### [Aim of the exercise]
Write out the entries below exactly. End with the line that contains "and waits for".

### [Data section]
__________________________________________________
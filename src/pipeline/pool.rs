//! Bounded worker pool with first-error-wins abort.
//!
//! `W` scoped workers pull items from one rendezvous channel and apply the stage's
//! per-item function. A worker whose item fails reports on the error channel
//! (capacity `W`, so reporting never blocks) and exits. The feeder stops handing
//! out items as soon as an error is visible, closes the item channel, and waits for
//! in-flight items to finish. Exactly one error is returned; when several workers
//! fail concurrently, which one surfaces is not specified and the rest are dropped.

use anyhow::{Error, Result, bail};
use crossbeam_channel::{Receiver, Sender, bounded, select};
use log::debug;
use std::thread;

/// What the feeder saw: items handed to workers, items never handed out, error it observed.
struct FeedOutcome {
    dispatched: usize,
    undispatched: usize,
    error: Option<Error>,
}

/// Run `f` over every item with `workers` threads. Returns the first error seen.
///
/// Items already handed to a worker always run to completion; items not yet
/// dispatched when an error is observed are never attempted.
pub fn run_pool<I, T, F>(items: I, workers: usize, f: F) -> Result<()>
where
    I: IntoIterator<Item = T>,
    T: Send,
    F: Fn(T) -> Result<()> + Sync,
{
    if workers == 0 {
        bail!("worker pool needs at least one worker");
    }

    // Capacity 0: a send completes only when a worker takes the item, so at most
    // `workers` items are ever in flight.
    let (item_tx, item_rx) = bounded::<T>(0);
    let (err_tx, err_rx) = bounded::<Error>(workers);

    let outcome = thread::scope(|s| {
        for _ in 0..workers {
            let item_rx = item_rx.clone();
            let err_tx = err_tx.clone();
            let f = &f;
            s.spawn(move || worker_loop(item_rx, err_tx, f));
        }
        drop(item_rx);
        drop(err_tx);

        // item_tx is moved into feed and dropped there; the scope then joins
        // every worker, so in-flight items drain before we look at errors.
        feed(items, item_tx, &err_rx)
    });

    let error = outcome.error.or_else(|| err_rx.try_recv().ok());
    match error {
        Some(e) => {
            debug!(
                "pool aborted: {} items dispatched, {} never dispatched, {} further errors dropped",
                outcome.dispatched,
                outcome.undispatched,
                err_rx.len()
            );
            Err(e)
        }
        None => {
            debug!("pool finished {} items", outcome.dispatched);
            Ok(())
        }
    }
}

fn worker_loop<T, F>(item_rx: Receiver<T>, err_tx: Sender<Error>, f: &F)
where
    F: Fn(T) -> Result<()>,
{
    while let Ok(item) = item_rx.recv() {
        if let Err(e) = f(item) {
            debug!("worker stopping: {:#}", e);
            let _ = err_tx.send(e);
            return;
        }
    }
}

/// Dispatch items until exhausted or an error shows up.
fn feed<I, T>(items: I, item_tx: Sender<T>, err_rx: &Receiver<Error>) -> FeedOutcome
where
    I: IntoIterator<Item = T>,
{
    let mut iter = items.into_iter();
    let mut dispatched = 0_usize;
    let abort = |dispatched: usize, rest: usize, error: Option<Error>| FeedOutcome {
        dispatched,
        undispatched: rest,
        error,
    };

    while let Some(item) = iter.next() {
        if let Ok(e) = err_rx.try_recv() {
            return abort(dispatched, 1 + iter.by_ref().count(), Some(e));
        }
        select! {
            send(item_tx, item) -> res => {
                if res.is_err() {
                    // Every worker has exited, so each one failed; errors are queued.
                    return abort(dispatched, 1 + iter.by_ref().count(), err_rx.try_recv().ok());
                }
                dispatched += 1;
            }
            recv(err_rx) -> e => return abort(dispatched, 1 + iter.by_ref().count(), e.ok()),
        }
    }
    abort(dispatched, 0, None)
}
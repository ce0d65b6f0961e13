//! Shared fixtures: a server state tree, stand-in tools and fake collaborators.
#![allow(dead_code)]

use anyhow::Result;
use mixbuild::engine::{Archiver, Compressor, Signer, pack_file_name};
use mixbuild::services::{
    ExternalManifests, FsMetadataWriter, FullfileRequest, FullfileService, PackRequest,
    PackService, Services,
};
use mixbuild::{BuildContext, FullfileReport, PackReport, SkipFlags, WorkerCounts};
use std::fs;
use std::path::{Path, PathBuf};
use std::sync::{Arc, Mutex};

pub const VERSION: u32 = 20;
pub const PREVIOUS: u32 = 10;

/// Pass-through "compressor" so archives are plain tar streams.
pub fn identity_archiver() -> Archiver {
    Archiver::new(Compressor::new("cat", &[]))
}

#[cfg(unix)]
pub fn write_script(dir: &Path, name: &str, body: &str) -> PathBuf {
    use std::os::unix::fs::PermissionsExt;
    let path = dir.join(name);
    fs::write(&path, format!("#!/bin/sh\n{body}")).unwrap();
    fs::set_permissions(&path, fs::Permissions::from_mode(0o755)).unwrap();
    path
}

/// Stand-in for `openssl smime`: records its arguments and writes the `-out` file.
#[cfg(unix)]
pub fn fake_openssl(dir: &Path) -> PathBuf {
    write_script(
        dir,
        "fake-openssl",
        r#"echo "$@" > "$(dirname "$0")/openssl-args.txt"
out=""
while [ $# -gt 0 ]; do
  if [ "$1" = "-out" ]; then out="$2"; fi
  shift
done
printf 'signature' > "$out"
"#,
    )
}

pub fn www(state: &Path) -> PathBuf {
    state.join("www")
}

pub fn version_dir(state: &Path) -> PathBuf {
    www(state).join(VERSION.to_string())
}

/// Write Manifest.MoM listing `bundles` at VERSION, one Manifest.<bundle> each
/// (unless listed in `missing`), Manifest.full, and a small chroot.
pub fn stage_manifests(state: &Path, bundles: &[&str], missing: &[&str]) {
    let dir = version_dir(state);
    fs::create_dir_all(&dir).unwrap();
    let mut mom = format!(
        "MANIFEST\t1\nversion:\t{VERSION}\nprevious:\t{PREVIOUS}\nfilecount:\t{}\n\n",
        bundles.len()
    );
    for b in bundles {
        mom.push_str(&format!("M...\t{:0>64}\t{VERSION}\t{b}\n", 0));
        if !missing.contains(b) {
            fs::write(dir.join(format!("Manifest.{b}")), format!("manifest of {b}\n")).unwrap();
        }
    }
    fs::write(dir.join("Manifest.MoM"), mom).unwrap();
    fs::write(dir.join("Manifest.full"), "full manifest\n").unwrap();

    let chroot = state.join("image").join(VERSION.to_string()).join("full");
    fs::create_dir_all(chroot.join("usr/bin")).unwrap();
    fs::write(chroot.join("usr/bin/tool"), "binary").unwrap();
    fs::write(chroot.join("usr/README"), "readme").unwrap();
}

pub fn context(state: &Path, signer: Signer, workers: WorkerCounts, skip: SkipFlags) -> BuildContext {
    BuildContext {
        state_dir: state.to_path_buf(),
        version: VERSION,
        previous: PREVIOUS,
        min_version: 0,
        format: 1,
        workers,
        skip,
        compression: vec!["external-xz".to_string()],
        archiver: identity_archiver(),
        signer,
    }
}

/// Counts regular files in the chroot as "not compressed" fullfiles.
pub struct CountingFullfiles;

impl FullfileService for CountingFullfiles {
    fn generate(&self, req: &FullfileRequest<'_>) -> Result<FullfileReport> {
        let n = walkdir::WalkDir::new(req.chroot)
            .into_iter()
            .filter_map(|e| e.ok())
            .filter(|e| e.file_type().is_file())
            .count();
        fs::create_dir_all(req.output_dir)?;
        Ok(FullfileReport {
            not_compressed: n as u64,
            ..Default::default()
        })
    }
}

/// Writes a small pack file and records which bundles it was asked to build.
#[derive(Clone, Default)]
pub struct RecordingPacks {
    pub calls: Arc<Mutex<Vec<String>>>,
    pub fail_on: Option<String>,
}

impl PackService for RecordingPacks {
    fn build_pack(&self, req: &PackRequest<'_>) -> Result<PackReport> {
        self.calls.lock().unwrap().push(req.bundle.to_string());
        if self.fail_on.as_deref() == Some(req.bundle) {
            anyhow::bail!("pack tool crashed");
        }
        let path = req
            .output_dir
            .join(req.to.to_string())
            .join(pack_file_name(req.bundle, req.from));
        fs::write(path, format!("pack {}", req.bundle))?;
        Ok(PackReport {
            warnings: vec![format!("{} has no deltas", req.bundle)],
            fullfile_count: 2,
            delta_count: 0,
        })
    }
}

pub fn services(packs: RecordingPacks) -> Services {
    Services {
        manifests: Box::new(ExternalManifests { command: None }),
        fullfiles: Box::new(CountingFullfiles),
        packs: Box::new(packs),
        metadata: Box::new(FsMetadataWriter),
    }
}

/// Entry names of a plain (uncompressed) tar archive, in order.
pub fn tar_names(path: &Path) -> Vec<String> {
    let f = fs::File::open(path).unwrap();
    let mut archive = tar::Archive::new(f);
    archive
        .entries()
        .unwrap()
        .map(|e| e.unwrap().path().unwrap().display().to_string())
        .collect()
}
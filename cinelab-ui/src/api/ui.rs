//! UI serving routes
//!
//! Serves the static HTML/JS/CSS UI, embedded at compile time

use axum::{
    http::StatusCode,
    response::{Html, IntoResponse, Response},
};

const INDEX_HTML: &str = include_str!("../ui/index.html");
const APP_JS: &str = include_str!("../ui/app.js");
const CINELAB_CSS: &str = include_str!("../ui/cinelab.css");

/// GET /
///
/// Serves the main UI page
pub async fn serve_index() -> Html<&'static str> {
    Html(INDEX_HTML)
}

/// GET /static/app.js
///
/// Serves the JavaScript application
pub async fn serve_app_js() -> Response {
    (
        StatusCode::OK,
        [
            ("content-type", "application/javascript"),
            ("cache-control", "no-cache, no-store, must-revalidate"),
        ],
        APP_JS,
    )
        .into_response()
}

/// GET /static/cinelab.css
///
/// Serves the UI stylesheet
pub async fn serve_css() -> Response {
    (
        StatusCode::OK,
        [
            ("content-type", "text/css"),
            ("cache-control", "no-cache, no-store, must-revalidate"),
        ],
        CINELAB_CSS,
    )
        .into_response()
}
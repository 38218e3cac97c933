//! cinelab-ui - Browser UI service for Cinelab
//!
//! Serves the embedded single-page UI; the browser calls cinelab-api
//! directly for all movie, review, and rating data.

use std::net::SocketAddr;

use anyhow::{Context, Result};
use clap::Parser;
use tokio::signal;
use tracing::info;
use tracing_subscriber::{layer::SubscriberExt, util::SubscriberInitExt};

use cinelab_common::config::FileConfig;
use cinelab_ui::AppState;

const DEFAULT_PORT: u16 = 5851;
const DEFAULT_API_BASE_URL: &str = "http://127.0.0.1:5850";

/// Command-line arguments for cinelab-ui
#[derive(Parser, Debug)]
#[command(name = "cinelab-ui")]
#[command(about = "Browser UI service for Cinelab")]
#[command(version)]
struct Args {
    /// Port to listen on
    #[arg(short, long, env = "CINELAB_UI_PORT")]
    port: Option<u16>,

    /// Base URL of the cinelab-api service
    #[arg(long, env = "CINELAB_API_BASE_URL")]
    api_base_url: Option<String>,
}

#[tokio::main]
async fn main() -> Result<()> {
    // Initialize tracing
    tracing_subscriber::registry()
        .with(
            tracing_subscriber::EnvFilter::try_from_default_env()
                .unwrap_or_else(|_| "cinelab_ui=info,tower_http=info".into()),
        )
        .with(tracing_subscriber::fmt::layer())
        .init();

    // Log build identification immediately after tracing init
    info!(
        "Starting Cinelab UI (cinelab-ui) v{} [{}] built {} ({})",
        env!("CARGO_PKG_VERSION"),
        env!("GIT_HASH"),
        env!("BUILD_TIMESTAMP"),
        env!("BUILD_PROFILE")
    );

    let args = Args::parse();
    let file_config = FileConfig::load();

    let port = args.port.or(file_config.ui_port).unwrap_or(DEFAULT_PORT);
    let api_base_url = args
        .api_base_url
        .or(file_config.api_base_url)
        .unwrap_or_else(|| DEFAULT_API_BASE_URL.to_string());

    info!("API base URL: {}", api_base_url);

    let state = AppState::new(api_base_url);
    let app = cinelab_ui::build_router(state);

    let addr = SocketAddr::from(([127, 0, 0, 1], port));
    let listener = tokio::net::TcpListener::bind(addr)
        .await
        .context("Failed to bind to address")?;
    info!("cinelab-ui listening on http://{}", addr);

    axum::serve(listener, app)
        .with_graceful_shutdown(shutdown_signal())
        .await
        .context("Server error")?;

    info!("Server shutdown complete");
    Ok(())
}

/// Graceful shutdown signal handler
async fn shutdown_signal() {
    let ctrl_c = async {
        signal::ctrl_c()
            .await
            .expect("Failed to install Ctrl+C handler");
    };

    #[cfg(unix)]
    let terminate = async {
        signal::unix::signal(signal::unix::SignalKind::terminate())
            .expect("Failed to install signal handler")
            .recv()
            .await;
    };

    #[cfg(not(unix))]
    let terminate = std::future::pending::<()>();

    tokio::select! {
        _ = ctrl_c => {
            info!("Received Ctrl+C, shutting down");
        }
        _ = terminate => {
            info!("Received terminate signal, shutting down");
        }
    }
}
__________________________________________________
### [Exercise response]
filename src/pipeline/pool.rs
//! Bounded worker pool with first-error-wins abort.
//!
//! `W` scoped workers pull items from one rendezvous channel and apply the stage's
//! per-item function. A worker whose item fails reports on the error channel
//! (capacity `W`, so reporting never blocks) and exits. The feeder stops handing
//! out items as soon as an error is visible, closes the item channel, and waits for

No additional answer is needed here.